In centro conto sei palazzi colpiti dalle bombe. Palazzine come sbranate da fauci enormi. La "Scuola per figli di martiri e per orfani Daral Fadila", e la moschea annessa: erano vuote quando l'esplosione le ha sfondate. Un edificio a due piani, largo una trentina di metri. Prima di essere ridotto ad una rovina era adibito, mi dicono, a deposito per medicinali. Forse ospitava anche altro, e probabilmente l'aviazione ha colpito con cognizione di causa.
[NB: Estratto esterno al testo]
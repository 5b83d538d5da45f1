pub mod google;

use async_trait::async_trait;
use chrono::NaiveDate;
use thiserror::Error;

use crate::utils::time::parse_sheet_day;

/// One attendance line as written to a division's sheet.
#[derive(Debug, Clone, PartialEq, Eq)]
pub struct PresenceRow {
    /// `DD/MM/YYYY`
    pub day: String,
    pub event: String,
    /// `HH:MM:SS`
    pub time: String,
    pub nickname: String,
}

impl PresenceRow {
    pub fn date(&self) -> Option<NaiveDate> {
        parse_sheet_day(&self.day)
    }
}

#[derive(Debug, Error)]
pub enum StoreError {
    /// The sheet or tab does not exist. Needs an operator to fix configuration.
    #[error("target '{0}' not found")]
    TargetNotFound(String),
    #[error("transient store failure: {0}")]
    Transient(String),
}

impl From<sqlx::Error> for StoreError {
    fn from(e: sqlx::Error) -> Self {
        StoreError::Transient(e.to_string())
    }
}

impl From<reqwest::Error> for StoreError {
    fn from(e: reqwest::Error) -> Self {
        StoreError::Transient(e.to_string())
    }
}

/// Durable record of registrations, keyed by sheet target (one per division).
#[async_trait]
pub trait PresenceStore: Send + Sync {
    async fn append_record(&self, target: &str, row: &PresenceRow) -> Result<(), StoreError>;

    /// Every row stored for `target`, oldest first.
    async fn fetch_records(&self, target: &str) -> Result<Vec<PresenceRow>, StoreError>;
}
Ma agli occhi della popolazione, Israele sta semplicemente ammazzando palestinesi. E questo sconvolge quegli abitanti di Gaza che magari non amavano gli israeliani, ma mai li avrebbero creduto capaci di tanto.

"Perché ammazzano i nostri bambini? Perché? E' incomprensibile", dice Nidal, un giovane ingegnere. "È tutto indecente", dice Abdullah Shiada, il direttore dell'ospedale. E i Qassam, i missili che Hamas spara dal centro di Rafah? "Giocattoli o poco più, al confronto delle armi con cui un esercito tra i più forti della terra attacca le nostre piccole città. Ci attacca con gli F16, con gli elicotteri, con gli aerei-spia che stanno fermi sopra le nostre teste pere 24 al giorno. Con le navi che sparano su Rafah dal mare. Con i tank che avanzano da est e ormai sono a pochi chilometri dalla periferia. Ieri hanno spianato il villaggio di Sofa, 35 case, ammazzato due palestinesi, di cui non riusciamo a recuperare i cadaveri, e fatto una strage di pecore.
L'Europa potrebbe chiamare la Protezione animali?".

Nei 18 giorni di guerra l'ospedale di Rafah ha ricoverato 440 feriti, 38 dei quali sono morti. Se si sottraggono a quei 440 i bambini (89), le donne (71), gli anziani e i non-combattenti, di numero imprecisato, si ricava il sospetto che Israele ammazzi soprattutto inermi. O almeno questa è la convinzione del dottor Shiada. Quale poi sia logica del tutto, in effetti non è chiaro. Qui a Rafah l'aviazione da due giorni bombarda soprattutto la zona limitrofa alla terra di nessuno tra Egitto e Gaza, lì dove sbucano centinaia di tunnel sotterranei. Ma quelle gallerie probabilmente non sono così fondamentali agli equilibri strategici come si vuol far credere.

Per quanta precisa sia l'aviazione, talvolta i suoi razzi colpiscono le case. Forse non va ascritto ad un errore il missile che secondo alcuni beduini sarebbe caduto due giorni fa in Egitto, proprio al di là del confine, e proprio nel momento in cui Gamal Mubarak il figlio del presidente egiziano, visitava il valico di Rafah. Se questo è vero, forse si è trattato di un avvertimento, nel linguaggio misterioso con cui Israele e l'Egitto si scambiano segnali in margine ad una blitz-krieg forse ancora indecifrata, o forse assai poco razionale.